ACTION ITEM - Where the material below has a line containing "pub struct ColorEncoding", start repeating exactly, and keep going through the line containing "cannot be written.", with no other lines.

STORED DATA -
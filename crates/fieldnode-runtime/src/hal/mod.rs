use std::cell::{RefCell, RefMut};
use std::rc::Rc;

use embedded_hal::digital::{self, InputPin, OutputPin};
use embedded_hal::i2c::{self, I2c};
use embedded_hal::pwm::{self, SetDutyCycle};

use fieldnode::color::Color;

use crate::error::{Error, Result};

/// Mock hardware for host testing and simulation.
pub mod mock;
mod resources;

pub use resources::{I2cBusLease, PwmChannel, ResourcePool};

/// A type-erased digital output pin.
pub type DynOutputPin = Box<dyn OutputPin<Error = digital::ErrorKind>>;
/// A type-erased digital input pin.
pub type DynInputPin = Box<dyn InputPin<Error = digital::ErrorKind>>;
/// A type-erased PWM output.
pub type DynPwm = Box<dyn SetDutyCycle<Error = pwm::ErrorKind>>;
/// A type-erased I²C bus.
pub type DynI2c = Box<dyn I2c<Error = i2c::ErrorKind>>;

/// Resolution of the analog-to-digital converter, in counts.
pub const ADC_RESOLUTION: u16 = 4096;
/// Reference voltage of the analog-to-digital converter.
pub const ADC_REFERENCE_VOLTAGE: f32 = 3.3;

// Wraps the error of an `embedded-hal` interface.
pub(crate) fn interface_error(context: impl std::fmt::Display, e: impl std::fmt::Debug) -> Error {
    Error::hardware(format!("{context}: {e:?}"))
}

/// The internal resistor configuration of an input pin.
#[derive(Debug, Clone, Copy, PartialEq, Eq)]
pub enum Pull {
    /// No internal resistor.
    Floating,
    /// Internal pull-up resistor.
    Up,
    /// Internal pull-down resistor.
    Down,
}

impl Pull {
    /// Parses a [`Pull`] from its parameter name.
    #[must_use]
    pub fn from_name(name: &str) -> Option<Self> {
        match name {
            "floating" => Some(Self::Floating),
            "pullup" => Some(Self::Up),
            "pulldown" => Some(Self::Down),
            _ => None,
        }
    }
}

/// A color channel of an LED.
#[derive(Debug, Clone, Copy, PartialEq, Eq)]
pub enum Channel {
    /// Red.
    Red,
    /// Green.
    Green,
    /// Blue.
    Blue,
    /// White.
    White,
}

/// The order in which an LED strip expects its color channels.
///
/// Parsed from any permutation of `rgb` or `rgbw`, ignoring case.
#[derive(Debug, Clone, Copy, PartialEq, Eq)]
pub struct ColorEncoding {
    order: [Channel; 4],
    len: usize,
}

impl ColorEncoding {
    /// Parses a [`ColorEncoding`] from its parameter name.
    #[must_use]
    pub fn from_name(name: &str) -> Option<Self> {
        let mut order = [Channel::White; 4];
        let mut len = 0;
        for c in name.chars() {
            let channel = match c.to_ascii_lowercase() {
                'r' => Channel::Red,
                'g' => Channel::Green,
                'b' => Channel::Blue,
                'w' => Channel::White,
                _ => return None,
            };
            if len == order.len() || order[..len].contains(&channel) {
                return None;
            }
            order[len] = channel;
            len += 1;
        }

        let colors = order[..len]
            .iter()
            .filter(|channel| **channel != Channel::White)
            .count();
        (colors == 3).then_some(Self { order, len })
    }

    /// Returns the channels in transmission order.
    #[must_use]
    pub fn channels(&self) -> &[Channel] {
        &self.order[..self.len]
    }

    /// Returns whether the strip has a white channel.
    #[must_use]
    pub fn has_white(&self) -> bool {
        self.len == 4
    }

    /// Orders the components of a color for transmission.
    #[must_use]
    pub fn encode(&self, color: Color) -> Vec<u8> {
        self.channels()
            .iter()
            .map(|channel| match channel {
                Channel::Red => color.red,
                Channel::Green => color.green,
                Channel::Blue => color.blue,
                Channel::White => color.white,
            })
            .collect()
    }
}

/// A channel of the analog-to-digital converter.
pub trait AdcChannel {
    /// Reads a raw sample in the `[0, ADC_RESOLUTION)` range.
    ///
    /// # Errors
    ///
    /// An error is returned when the converter cannot be sampled.
    fn read_raw(&mut self) -> Result<u16>;
}

/// A channel of the digital-to-analog converter.
pub trait DacChannel {
    /// Outputs a raw 8-bit value.
    ///
    /// # Errors
    ///
    /// An error is returned when the converter cannot be written.
    fn write(&mut self, value: u8) -> Result<()>;
}

/// A driver for a strip of addressable LEDs.
pub trait LedDriver {
    /// Fills the whole strip with a color and shows it.
    ///
    /// # Errors
    ///
    /// An error is returned when the strip cannot be updated.
    fn fill(&mut self, color: Color) -> Result<()>;
}

/// Heap memory figures.
#[derive(Debug, Clone, Copy, Default, PartialEq, Eq)]
pub struct MemoryStats {
    /// Currently free bytes.
    pub free_bytes: u32,
    /// The lowest amount of free bytes ever observed.
    pub least_free_bytes: u32,
    /// The largest block which can currently be allocated.
    pub largest_free_block: u32,
}

impl MemoryStats {
    /// Returns the heap fragmentation estimate in percent.
    ///
    /// A fully contiguous free heap has no fragmentation.
    #[must_use]
    pub fn fragmentation_percent(&self) -> f32 {
        if self.free_bytes == 0 {
            return 0.0;
        }
        100.0 - (self.largest_free_block as f32 * 100.0 / self.free_bytes as f32)
    }
}

/// The hardware of a device.
///
/// Every method hands out a handle to an interface identified by its pin.
/// Resource bookkeeping (PWM channels, I²C buses) is handled by the
/// [`ResourcePool`], so implementations only need to wire the hardware.
pub trait Board {
    /// Configures a pin as a digital output.
    ///
    /// # Errors
    ///
    /// An error is returned when the pin cannot be used as an output.
    fn output_pin(&mut self, pin: u8) -> Result<DynOutputPin>;

    /// Configures a pin as a digital input.
    ///
    /// # Errors
    ///
    /// An error is returned when the pin cannot be used as an input.
    fn input_pin(&mut self, pin: u8, pull: Pull) -> Result<DynInputPin>;

    /// Configures a pin as an analog input.
    ///
    /// # Errors
    ///
    /// An error is returned when the pin is not connected to the converter.
    fn adc_channel(&mut self, pin: u8) -> Result<Box<dyn AdcChannel>>;

    /// Configures a pin as an analog output.
    ///
    /// # Errors
    ///
    /// An error is returned when the pin is not connected to the converter.
    fn dac_channel(&mut self, pin: u8) -> Result<Box<dyn DacChannel>>;

    /// Attaches a pin to a PWM channel.
    ///
    /// # Errors
    ///
    /// An error is returned when the pin cannot be attached.
    fn pwm_output(&mut self, pin: u8, channel: u8) -> Result<DynPwm>;

    /// Initializes an I²C bus on the given pins.
    ///
    /// # Errors
    ///
    /// An error is returned when the bus cannot be initialized.
    fn i2c_bus(&mut self, bus: u8, scl: u8, sda: u8) -> Result<DynI2c>;

    /// Initializes an LED strip driver.
    ///
    /// # Errors
    ///
    /// An error is returned when the driver cannot be initialized.
    fn led_strip(
        &mut self,
        pin: u8,
        led_count: u16,
        encoding: ColorEncoding,
    ) -> Result<Box<dyn LedDriver>>;

    /// Returns the heap memory figures.
    fn memory(&self) -> MemoryStats;

    /// Restarts the device.
    fn restart(&mut self);
}

/// The board and its singleton resources, shared by every peripheral.
#[derive(Clone)]
pub struct Hardware {
    board: Rc<RefCell<dyn Board>>,
    resources: Rc<RefCell<ResourcePool>>,
}

impl Hardware {
    /// Creates a [`Hardware`] from a [`Board`].
    #[must_use]
    pub fn new(board: impl Board + 'static) -> Self {
        Self {
            board: Rc::new(RefCell::new(board)),
            resources: Rc::new(RefCell::new(ResourcePool::new())),
        }
    }

    /// Borrows the board.
    ///
    /// The borrow must not be held across calls into peripherals.
    #[must_use]
    pub fn board(&self) -> RefMut<'_, dyn Board> {
        self.board.borrow_mut()
    }

    /// Takes the first free PWM channel.
    ///
    /// # Errors
    ///
    /// An error is returned when all channels are taken.
    pub fn take_pwm_channel(&self) -> Result<PwmChannel> {
        ResourcePool::take_pwm_channel(&self.resources)
    }

    /// Takes the first free I²C bus.
    ///
    /// # Errors
    ///
    /// An error is returned when all buses are taken.
    pub fn take_i2c_bus(&self) -> Result<I2cBusLease> {
        ResourcePool::take_i2c_bus(&self.resources)
    }
}

impl std::fmt::Debug for Hardware {
    fn fmt(&self, f: &mut std::fmt::Formatter<'_>) -> std::fmt::Result {
        f.debug_struct("Hardware")
            .field("resources", &self.resources)
            .finish_non_exhaustive()
    }
}
use std::time::Duration;

use tracing::{info, warn};

use fieldnode::message::Message;
use fieldnode::system::Register;

use crate::config::{NetworkConfig, Secrets};
use crate::outbox::Outbox;

use super::Session;

#[derive(Debug, Clone, Copy, PartialEq, Eq)]
enum State {
    Down { next_attempt: Duration },
    Opening { started: Duration },
    Up { since: Duration },
}

/// Keeps the upstream session open while the WiFi link is up.
///
/// Each time the session opens, the device registers itself by sending its
/// firmware version and the names of the peripheral and task types it
/// supports.
#[derive(Debug)]
pub struct SessionKeeper {
    state: State,
    register: Register<'static>,
}

impl SessionKeeper {
    /// Creates a [`SessionKeeper`] announcing the device with `register`.
    #[must_use]
    pub const fn new(register: Register<'static>) -> Self {
        Self {
            state: State::Down {
                next_attempt: Duration::ZERO,
            },
            register,
        }
    }

    /// Returns whether the session is open.
    #[must_use]
    pub const fn is_up(&self) -> bool {
        matches!(self.state, State::Up { .. })
    }

    /// Runs one step of the session.
    pub fn tick(
        &mut self,
        now: Duration,
        wifi_up: bool,
        session: &mut dyn Session,
        secrets: &Secrets,
        outbox: &Outbox,
        config: &NetworkConfig,
    ) {
        if !wifi_up {
            if !matches!(self.state, State::Down { .. }) {
                session.close();
                info!("Session closed: the WiFi link is down");
            }
            self.state = State::Down { next_attempt: now };
            return;
        }

        match self.state {
            State::Down { next_attempt } if now >= next_attempt => match session.open(secrets) {
                Ok(()) => self.state = State::Opening { started: now },
                Err(e) => {
                    warn!("Could not open the session: {e}");
                    self.state = State::Down {
                        next_attempt: now + config.session_retry,
                    };
                }
            },
            State::Down { .. } => {}
            State::Opening { started } => {
                if session.is_open() {
                    info!("Session open");
                    outbox.send(Message::Register(self.register.clone()));
                    self.state = State::Up { since: now };
                } else if now.saturating_sub(started) >= config.session_connect_timeout {
                    session.close();
                    warn!("Session timed out, retrying in {:?}", config.session_retry);
                    self.state = State::Down {
                        next_attempt: now + config.session_retry,
                    };
                }
            }
            State::Up { since } => {
                if !session.is_open() {
                    warn!("Session lost after {:?}", now.saturating_sub(since));
                    self.state = State::Down {
                        next_attempt: now + config.session_retry,
                    };
                }
            }
        }
    }
}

ANSWER TO THIS EXERCISE -
pub struct ColorEncoding {
    order: [Channel; 4],
    len: usize,
}

impl ColorEncoding {
    /// Parses a [`ColorEncoding`] from its parameter name.
    #[must_use]
    pub fn from_name(name: &str) -> Option<Self> {
        let mut order = [Channel::White; 4];
        let mut len = 0;
        for c in name.chars() {
            let channel = match c.to_ascii_lowercase() {
                'r' => Channel::Red,
                'g' => Channel::Green,
                'b' => Channel::Blue,
                'w' => Channel::White,
                _ => return None,
            };
            if len == order.len() || order[..len].contains(&channel) {
                return None;
            }
            order[len] = channel;
            len += 1;
        }

        let colors = order[..len]
            .iter()
            .filter(|channel| **channel != Channel::White)
            .count();
        (colors == 3).then_some(Self { order, len })
    }

    /// Returns the channels in transmission order.
    #[must_use]
    pub fn channels(&self) -> &[Channel] {
        &self.order[..self.len]
    }

    /// Returns whether the strip has a white channel.
    #[must_use]
    pub fn has_white(&self) -> bool {
        self.len == 4
    }

    /// Orders the components of a color for transmission.
    #[must_use]
    pub fn encode(&self, color: Color) -> Vec<u8> {
        self.channels()
            .iter()
            .map(|channel| match channel {
                Channel::Red => color.red,
                Channel::Green => color.green,
                Channel::Blue => color.blue,
                Channel::White => color.white,
            })
            .collect()
    }
}

/// A channel of the analog-to-digital converter.
pub trait AdcChannel {
    /// Reads a raw sample in the `[0, ADC_RESOLUTION)` range.
    ///
    /// # Errors
    ///
    /// An error is returned when the converter cannot be sampled.
    fn read_raw(&mut self) -> Result<u16>;
}

/// A channel of the digital-to-analog converter.
pub trait DacChannel {
    /// Outputs a raw 8-bit value.
    ///
    /// # Errors
    ///
    /// An error is returned when the converter cannot be written.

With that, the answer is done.